Ilsa: Play it once, Sam. For one-time times' sake.
Sam: I don't know what you hateful, Miss Ilsa.
Ilsa: Play it, Sam. Play "Equally Time Goes Past."
Sam: Oh, I can't recall it, Miss Ilsa. I'm a piffling rusty on it.
Ilsa: I'll hum it for you. Da-dy-da-dy-da-dum, da-dy-da-dee-da-dum…
Ilsa: Sing it, Sam.

The line is usually associated with Humphrey Bogart and later in the film his grapheme Rick Blaine has a like commutation, although his line is just 'Play information technology':

Rick: You know what I want to hear.
Sam: No, I don't.
Rick: You played it for her, you tin play it for me!
Sam: Well, I don't think I tin remember…
Rick: If she tin can stand information technology, I can! Play it!

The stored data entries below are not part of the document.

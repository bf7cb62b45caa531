//! Directory-scoped packs of source files.

use std::path::{Path, PathBuf};
use std::time::Instant;

use rustc_hash::FxHashMap;

use super::content_hash::content_hash;
use super::src_file::SrcFile;

/// The source files of one directory: the unit of cross-file recomputation.
///
/// Created when the first file of a previously unseen directory is ensured, dropped when its
/// last file is removed.
#[derive(Debug)]
pub struct SrcPack {
    dir_path: PathBuf,
    files: Vec<SrcFile>,
    /// Content hash per member file as of the last tree refresh.
    last_tree_hashes: FxHashMap<PathBuf, String>,
    /// Bumped on every tree refresh that actually ran.
    trees_generation: u64,
}

impl SrcPack {
    pub(crate) fn new(dir_path: PathBuf) -> Self {
        Self {
            dir_path,
            files: Vec::new(),
            last_tree_hashes: FxHashMap::default(),
            trees_generation: 0,
        }
    }

    pub fn dir_path(&self) -> &Path {
        &self.dir_path
    }

    /// Member files, in the order they were registered.
    pub fn files(&self) -> &[SrcFile] {
        &self.files
    }

    pub fn file(&self, path: &Path) -> Option<&SrcFile> {
        self.files.iter().find(|file| file.path() == path)
    }

    pub(crate) fn file_mut(&mut self, path: &Path) -> Option<&mut SrcFile> {
        self.files.iter_mut().find(|file| file.path() == path)
    }

    pub fn file_paths(&self) -> Vec<PathBuf> {
        self.files.iter().map(|file| file.path().to_path_buf()).collect()
    }

    /// How many tree refreshes have run for this pack.
    pub fn trees_generation(&self) -> u64 {
        self.trees_generation
    }

    pub(crate) fn add_file(&mut self, file: SrcFile) {
        self.files.push(file);
    }

    /// Detach the file at `path`. Returns `false` if it was not a member.
    pub(crate) fn remove_file(&mut self, path: &Path) -> bool {
        let before = self.files.len();
        self.files.retain(|file| file.path() != path);
        self.files.len() != before
    }

    // ========================================================================
    // Tree refresh gate
    // ========================================================================

    /// Refresh the pack's derived trees unless nothing relevant changed since the last refresh.
    ///
    /// Returns `true` if the refresh ran.
    pub(crate) fn refresh_trees(&mut self) -> bool {
        if self.can_skip_trees_refresh() {
            tracing::debug!(pack = %self.dir_path.display(), "pack trees refresh skipped");
            return false;
        }
        let started = Instant::now();
        self.last_tree_hashes = self
            .files
            .iter()
            .map(|file| (file.path().to_path_buf(), file.content_hash()))
            .collect();
        self.trees_generation += 1;
        tracing::info!(
            pack = %self.dir_path.display(),
            generation = self.trees_generation,
            elapsed = ?started.elapsed(),
            "pack trees refreshed"
        );
        true
    }

    /// Skip when the member set and every member's content hash match the last refresh.
    ///
    /// A member with read, lexing or parse errors also skips the refresh, and clears the
    /// snapshot so that the next change is never mistaken for "nothing changed".
    fn can_skip_trees_refresh(&mut self) -> bool {
        let unchanged = self.files.len() == self.last_tree_hashes.len()
            && self.files.iter().all(|file| {
                self.last_tree_hashes
                    .get(file.path())
                    .is_some_and(|hash| *hash == content_hash(file.text()))
            });
        if unchanged {
            return true;
        }
        if self.files.iter().any(SrcFile::has_lex_or_parse_errs) {
            self.last_tree_hashes.clear();
            return true;
        }
        false
    }
}

#[cfg(test)]
mod tests {
    use super::*;
    use crate::session::RecomputeStats;
    use loon_syntax::parser::DEFAULT_SHEBANG_PREFIX;

    fn pack_with(files: &[(&str, &str)]) -> SrcPack {
        let mut pack = SrcPack::new(PathBuf::from("/pkg"));
        let mut stats = RecomputeStats::default();
        for &(name, text) in files {
            let mut file = SrcFile::new(PathBuf::from("/pkg").join(name));
            file.set_text(text);
            file.rederive(DEFAULT_SHEBANG_PREFIX, &mut stats);
            pack.add_file(file);
        }
        pack
    }

    fn edit(pack: &mut SrcPack, name: &str, text: &str) {
        let path = PathBuf::from("/pkg").join(name);
        let file = pack.file_mut(&path).unwrap();
        file.set_text(text);
        file.rederive(DEFAULT_SHEBANG_PREFIX, &mut RecomputeStats::default());
    }

    #[test]
    fn test_refresh_runs_once_per_change() {
        let mut pack = pack_with(&[("a.ls", "a\n"), ("b.ls", "b\n")]);
        assert!(pack.refresh_trees());
        assert!(!pack.refresh_trees());
        assert_eq!(pack.trees_generation(), 1);

        edit(&mut pack, "a.ls", "a 1\n");
        assert!(pack.refresh_trees());
        assert_eq!(pack.trees_generation(), 2);
    }

    #[test]
    fn test_member_set_change_refreshes() {
        let mut pack = pack_with(&[("a.ls", "a\n"), ("b.ls", "b\n")]);
        assert!(pack.refresh_trees());
        assert!(pack.remove_file(Path::new("/pkg/b.ls")));
        assert!(!pack.remove_file(Path::new("/pkg/b.ls")));
        assert!(pack.refresh_trees());
    }

    #[test]
    fn test_errors_hold_back_refresh_until_fixed() {
        let mut pack = pack_with(&[("a.ls", "a\n")]);
        assert!(pack.refresh_trees());

        edit(&mut pack, "a.ls", "(a\n");
        assert!(!pack.refresh_trees());

        // back to the last refreshed content, but the snapshot was dropped
        edit(&mut pack, "a.ls", "a\n");
        assert!(pack.refresh_trees());
        assert_eq!(pack.trees_generation(), 2);
    }
}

(http://www.phrases.org.britain/meanings/284700.html)

So there you lot have it. It's almost similar hearing that Bugs Bunny never said, "What's upwards, Md?"

The plot of the motion-picture show is quite nuanced and complex, taking place during 1942 in the city of Casablanca, Kingdom of morocco, which is a magnet for refugees and shady agents on both sides of WWII because of its location on the coastline of Africa downward from Gibraltar. I won't try to summarize the whole thing here, only it has a nice setup and a fascinating moral issue. The setup is that Rick, the owner of Rick'due south Cafè, a gambling den and full general meeting place for those in the know, had been madly in love with a woman named Ilse in 1940. He'd  met her in Paris right at the start of the war. Okay. She'd thought at the time that her husband, a Czech resistance fighter named Victor Laszlo, had died in a concentration campsite. When the hubby showed up, alive and well, she'd gone off with him without a word to Rick. Now, in the film's present, she's in Casablanca with said husband and runs into Rick at that place. The moral issue? Should Rick aid Ilsa and her married man to escape the Nazis by giving them faux letters of transit, or should he just help the husband go abroad and proceed Ilse with him? (I'm oversimplifying madly hither.) The husband actually knows that Ilse loves Rick and is willing to leave by himself. Then what should Rick do? (I get a piffling irritated with the thought that it's up to the two men to make the conclusion.) At the final moment, Rick makes [!] Ilsa lath the plane to Lisbon with Laszlo, telling her that she would regret it if she stayed—"Perhaps non today, perhaps non tomorrow but before long and for the residue of your life". Well, then!

In the story "As Time Goes By" was Rick and Ilse's song–you lot know, "their" vocal. It was written past the American songwriter Herman Hupfeld and was basically his merely big striking, although I must mention that he was also the author of the immortal "When Yuba Plays The Rhumba On The Tuba." The song wasn't fifty-fifty written originally for the famous movie merely for a flopped Broadway evidence titled Everybody'south Welcome that ran for 139 performances in 1931. It was then re-used in a never-produced play called Everybody Goes to Rick's which follows the same basic story line as the motion-picture show. In 1942 a story editor at Warner Brothers persuaded the producer Hall B. Wallis to buy the film rights to the play, merely no i at the studio expected much from information technology. They were certainly proven wrong!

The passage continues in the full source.